In Georgien setzte ich mich in eine Mashrutka nach Jerewan und drei Stunden später steige ich in Alaverdi aus. Alaverdi ist eine kleine Stadt im Norden Armeniens. Sobald ich aus dem Bus aussteige, merke ich, das hier ein anderer Wind weht. Alle schauen mich an und in kürzester Zeit haben mich vier der ungefähr zehn Taxifahrer am Platz gefragt, wo ich hin will. Ich wimmle sie ab, tausche Geld, kaufe Obst und gehe in einen Handyladen. Dort treffe ich auf eine (der insgesamt vier) Armenierin in dieser Stadt, die perfektes Deutsch spricht. Sie versorgt mich mit der richtigen Simkarte und gibt mir ein Gefühl von Sicherheit. Wieder auf dem Hauptplatz, stürzen sich die Taxifahrer erneut auf mich. Für sie ist es ungeheuerlich, dass ich Bus fahren möchte, kein Taxi. Schließlich bin ich Europäerin und damit ist es meine Pflicht so viel Geld wie möglich auszugeben. Zu Beginn habe ich die Angebote noch freundlich lächelnd abgewiesen, doch nun setze ich eine entschlossene Miene auf und starre den Männern unfreundlich ins Gesicht. Ich ignoriere sie schließlich einfach. Ich habe keine Lust mehr, freundlich zu sein.

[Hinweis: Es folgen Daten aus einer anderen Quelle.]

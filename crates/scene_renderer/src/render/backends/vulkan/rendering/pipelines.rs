//! Graphics pipelines for the three scene passes
//!
//! Viewport and scissor are baked in, so every pipeline is rebuilt when the
//! target extent changes. The shadow pipeline keeps the shadow-map extent and
//! only needs rebuilding with its render pass.

use ash::{vk, Device};

use super::render_pass::RenderPass;
use super::shader::ShaderModule;
use super::vertex_layout::VertexLayout;
use crate::core::config::{ShaderConfig, ShadowConfig};
use crate::render::backends::vulkan::resources::descriptor_set::SceneDescriptorLayouts;
use crate::render::backends::vulkan::{VulkanError, VulkanResult};

/// Bytes of per-draw push constants (one column-major model matrix)
pub const PUSH_CONSTANT_SIZE: u32 = 64;

/// Stages reading the push constant block
pub const PUSH_CONSTANT_STAGES: vk::ShaderStageFlags = vk::ShaderStageFlags::VERTEX;

/// Depth, culling and output state that differs between pipelines
#[derive(Debug, Clone, Copy, PartialEq)]
pub struct FixedFunction {
    /// Depth comparison
    pub depth_compare: vk::CompareOp,
    /// Whether depth is written
    pub depth_write: bool,
    /// Face culling
    pub cull_mode: vk::CullModeFlags,
    /// `(constant, slope)` depth bias
    pub depth_bias: Option<(f32, f32)>,
    /// Whether the pass has a colour attachment
    pub color_output: bool,
}

impl FixedFunction {
    /// Lit, textured models
    pub fn model() -> Self {
        Self {
            depth_compare: vk::CompareOp::LESS,
            depth_write: true,
            cull_mode: vk::CullModeFlags::BACK,
            depth_bias: None,
            color_output: true,
        }
    }

    /// Depth-only shadow casters, biased against acne
    pub fn shadow(config: &ShadowConfig) -> Self {
        Self {
            depth_compare: vk::CompareOp::LESS,
            depth_write: true,
            cull_mode: vk::CullModeFlags::BACK,
            depth_bias: Some((config.depth_bias_constant, config.depth_bias_slope)),
            color_output: false,
        }
    }

    /// Skybox drawn last at the far plane
    pub fn skybox() -> Self {
        Self {
            depth_compare: vk::CompareOp::LESS_OR_EQUAL,
            depth_write: false,
            cull_mode: vk::CullModeFlags::NONE,
            depth_bias: None,
            color_output: true,
        }
    }
}

/// Pipeline plus its layout, destroyed together
pub struct GraphicsPipeline {
    device: Device,
    pipeline: vk::Pipeline,
    layout: vk::PipelineLayout,
}

impl GraphicsPipeline {
    /// Build a pipeline for subpass 0 of `render_pass`
    pub fn new(
        device: &Device,
        render_pass: vk::RenderPass,
        extent: vk::Extent2D,
        stages: &[vk::PipelineShaderStageCreateInfo],
        vertex_layout: &VertexLayout,
        set_layouts: &[vk::DescriptorSetLayout],
        fixed: FixedFunction,
    ) -> VulkanResult<Self> {
        let push_constant_ranges = [vk::PushConstantRange {
            stage_flags: PUSH_CONSTANT_STAGES,
            offset: 0,
            size: PUSH_CONSTANT_SIZE,
        }];
        let layout_info = vk::PipelineLayoutCreateInfo::builder()
            .set_layouts(set_layouts)
            .push_constant_ranges(&push_constant_ranges);
        let layout = unsafe { device.create_pipeline_layout(&layout_info, None) }
            .map_err(VulkanError::creation("pipeline layout"))?;

        let vertex_input = vertex_layout.input_state();
        let input_assembly = vk::PipelineInputAssemblyStateCreateInfo::builder()
            .topology(vk::PrimitiveTopology::TRIANGLE_LIST)
            .primitive_restart_enable(false);

        let viewports = [vk::Viewport {
            x: 0.0,
            y: 0.0,
            width: extent.width as f32,
            height: extent.height as f32,
            min_depth: 0.0,
            max_depth: 1.0,
        }];
        let scissors = [vk::Rect2D {
            offset: vk::Offset2D::default(),
            extent,
        }];
        let viewport_state = vk::PipelineViewportStateCreateInfo::builder()
            .viewports(&viewports)
            .scissors(&scissors);

        let (bias_enable, bias_constant, bias_slope) = match fixed.depth_bias {
            Some((constant, slope)) => (true, constant, slope),
            None => (false, 0.0, 0.0),
        };
        let rasterizer = vk::PipelineRasterizationStateCreateInfo::builder()
            .depth_clamp_enable(false)
            .rasterizer_discard_enable(false)
            .polygon_mode(vk::PolygonMode::FILL)
            .line_width(1.0)
            .cull_mode(fixed.cull_mode)
            .front_face(vk::FrontFace::COUNTER_CLOCKWISE)
            .depth_bias_enable(bias_enable)
            .depth_bias_constant_factor(bias_constant)
            .depth_bias_slope_factor(bias_slope);

        let multisampling = vk::PipelineMultisampleStateCreateInfo::builder()
            .sample_shading_enable(false)
            .rasterization_samples(vk::SampleCountFlags::TYPE_1);

        let depth_stencil = vk::PipelineDepthStencilStateCreateInfo::builder()
            .depth_test_enable(true)
            .depth_write_enable(fixed.depth_write)
            .depth_compare_op(fixed.depth_compare)
            .depth_bounds_test_enable(false)
            .stencil_test_enable(false);

        let color_blend_attachments = [vk::PipelineColorBlendAttachmentState::builder()
            .color_write_mask(vk::ColorComponentFlags::RGBA)
            .blend_enable(false)
            .build()];
        let attachment_count = usize::from(fixed.color_output);
        let color_blending = vk::PipelineColorBlendStateCreateInfo::builder()
            .logic_op_enable(false)
            .attachments(&color_blend_attachments[..attachment_count]);

        let pipeline_info = vk::GraphicsPipelineCreateInfo::builder()
            .stages(stages)
            .vertex_input_state(&vertex_input)
            .input_assembly_state(&input_assembly)
            .viewport_state(&viewport_state)
            .rasterization_state(&rasterizer)
            .multisample_state(&multisampling)
            .depth_stencil_state(&depth_stencil)
            .color_blend_state(&color_blending)
            .layout(layout)
            .render_pass(render_pass)
            .subpass(0)
            .build();

        let pipeline = unsafe { device.create_graphics_pipelines(vk::PipelineCache::null(), &[pipeline_info], None) }
            .map_err(|(_, result)| {
                unsafe { device.destroy_pipeline_layout(layout, None) };
                VulkanError::ResourceCreation {
                    what: "graphics pipeline",
                    result,
                }
            })?
            .into_iter()
            .next()
            .unwrap_or_default();

        Ok(Self {
            device: device.clone(),
            pipeline,
            layout,
        })
    }

    /// Pipeline handle
    pub fn handle(&self) -> vk::Pipeline {
        self.pipeline
    }

    /// Layout handle
    pub fn layout(&self) -> vk::PipelineLayout {
        self.layout
    }
}

impl Drop for GraphicsPipeline {
    fn drop(&mut self) {
        unsafe {
            self.device.destroy_pipeline(self.pipeline, None);
            self.device.destroy_pipeline_layout(self.layout, None);
        }
    }
}

/// Compiled shader modules for every scene pipeline
pub struct SceneShaders {
    model_vertex: ShaderModule,
    model_fragment: ShaderModule,
    depth_vertex: ShaderModule,
    skybox_vertex: ShaderModule,
    skybox_fragment: ShaderModule,
}

impl SceneShaders {
    /// Load every SPIR-V file named in `config`
    pub fn load(device: &Device, config: &ShaderConfig) -> VulkanResult<Self> {
        config.validate().map_err(VulkanError::InitializationFailed)?;
        let load = |path: &str| ShaderModule::from_file(device, path);

        Ok(Self {
            model_vertex: load(&config.model_vertex)?,
            model_fragment: load(&config.model_fragment)?,
            depth_vertex: load(&config.depth_vertex)?,
            skybox_vertex: load(&config.skybox_vertex)?,
            skybox_fragment: load(&config.skybox_fragment)?,
        })
    }
}

/// The model, light (shadow) and skybox pipelines
pub struct ScenePipelines {
    /// Lit, textured, shadow-receiving models
    pub model: GraphicsPipeline,
    /// Depth-only shadow casters
    pub light: GraphicsPipeline,
    /// Cubemap skybox
    pub skybox: GraphicsPipeline,
}

impl ScenePipelines {
    /// Build all three pipelines
    pub fn new(
        device: &Device,
        shaders: &SceneShaders,
        layouts: &SceneDescriptorLayouts,
        main_pass: &RenderPass,
        extent: vk::Extent2D,
        shadow_pass: &RenderPass,
        shadow_extent: vk::Extent2D,
        shadow: &ShadowConfig,
    ) -> VulkanResult<Self> {
        let both_sets = [layouts.uniform.handle(), layouts.texture.handle()];
        let uniform_only = [layouts.uniform.handle()];

        let model = GraphicsPipeline::new(
            device,
            main_pass.handle(),
            extent,
            &[
                shaders.model_vertex.stage_info(vk::ShaderStageFlags::VERTEX),
                shaders.model_fragment.stage_info(vk::ShaderStageFlags::FRAGMENT),
            ],
            &VertexLayout::full(),
            &both_sets,
            FixedFunction::model(),
        )?;

        let light = GraphicsPipeline::new(
            device,
            shadow_pass.handle(),
            shadow_extent,
            &[shaders.depth_vertex.stage_info(vk::ShaderStageFlags::VERTEX)],
            &VertexLayout::positions_only(),
            &uniform_only,
            FixedFunction::shadow(shadow),
        )?;

        let skybox = GraphicsPipeline::new(
            device,
            main_pass.handle(),
            extent,
            &[
                shaders.skybox_vertex.stage_info(vk::ShaderStageFlags::VERTEX),
                shaders.skybox_fragment.stage_info(vk::ShaderStageFlags::FRAGMENT),
            ],
            &VertexLayout::positions_only(),
            &both_sets,
            FixedFunction::skybox(),
        )?;

        log::debug!("Built scene pipelines for {}x{}", extent.width, extent.height);
        Ok(Self { model, light, skybox })
    }
}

Alaverdi ist nicht eigentlich schön, es ist nicht groß, es ist nicht praktisch, aber wenn man in die richtigen Ecken kommt, kann es sehr gemütlich sein. Es ist eine Stadt, die zwischen den Bergen hängt und so schnell gewachsen ist (einst war hier die größte Kupfermine der Sowjetunion), dass Teile der Stadt mit erheblichem Höhenunterschied auf unterschiedlichen Seiten des Flusses liegen.
Einer lapidaren Wegbeschreibung im Internet folgend schaffe ich es bis zum ersten hier ansässigen UNESCO Weltkulturerbe, dem Sanahin Klosterklomplex. Es ist das Schönste, was ich bisher gesehen habe. In Georgien hatte ich bereits angefangen gelangweilt den Kirchen und Klöstern aus dem Weg zu gehen, denn die unzähligen Ikonen und das ganze Drumherum wirkten auf mich anfänglich wie Zauberei aber letzendlich erschlagend. In Armenien sind die Kirchen ungeschmückte und massive Bauten. Nichts steht dem monumentalen Gefühl eines solchen Raumes entgegen. Alles ist groß, massiv und dunkel, dramatische Löcher in den Kuppeln oder kleine Fenster setzen Lichtakzente im Raum und der Boden besteht aus unzähligen Gräbern. Der Glaube steht hier ganz wörtlich auf den Schultern der Vorväter. Könige, hohe Herren und Glaubensführer dienen ihren Gemeinden über ihr Leben hinaus. Etwas, das sich durch alle Bereiche des Klosters durchzieht. Ob in der Kirche, in der Universität, im Lagerraum oder auf dem Vorplatz: die Gräber sind das Fundament.
Einige Tage zuvor hatte ich über Couchsurfing eine Europäische Freiwillige angeschrieben und da sie gerade selbst zwischen Wohnsituationen war, konnten wir uns „nur“ auf einen Kaffee verabreden. Da ich mich nicht sicher fühlte alleine in meinem Zelt so nah bei anderen Behausungen zu nächtigen, machte ich mich auf die Suche nach einem Hostel. Obwohl ich einige interessante Möglichkeiten im Internet entdeckte, konnte ich auf der Straße keine Hinweise finden. Die ach so hilfreichen Taxifahrer wollten mich allesamt zum teuersten AirBnB vor Ort bringen und ich musste ziemlich unfreundlich werden, bevor man mich auch in der oberen Hälfte der Stadt zufrieden ließ. Ich wartete also auf R., die einen Freund anrief und innerhalb von kürzester Zeit, saß ich in dem Hostel, welches ich online herausgesucht hatte. Hier ist man Individualtouristen nicht gewöhnt und allein reisende Frauen schon gar nicht.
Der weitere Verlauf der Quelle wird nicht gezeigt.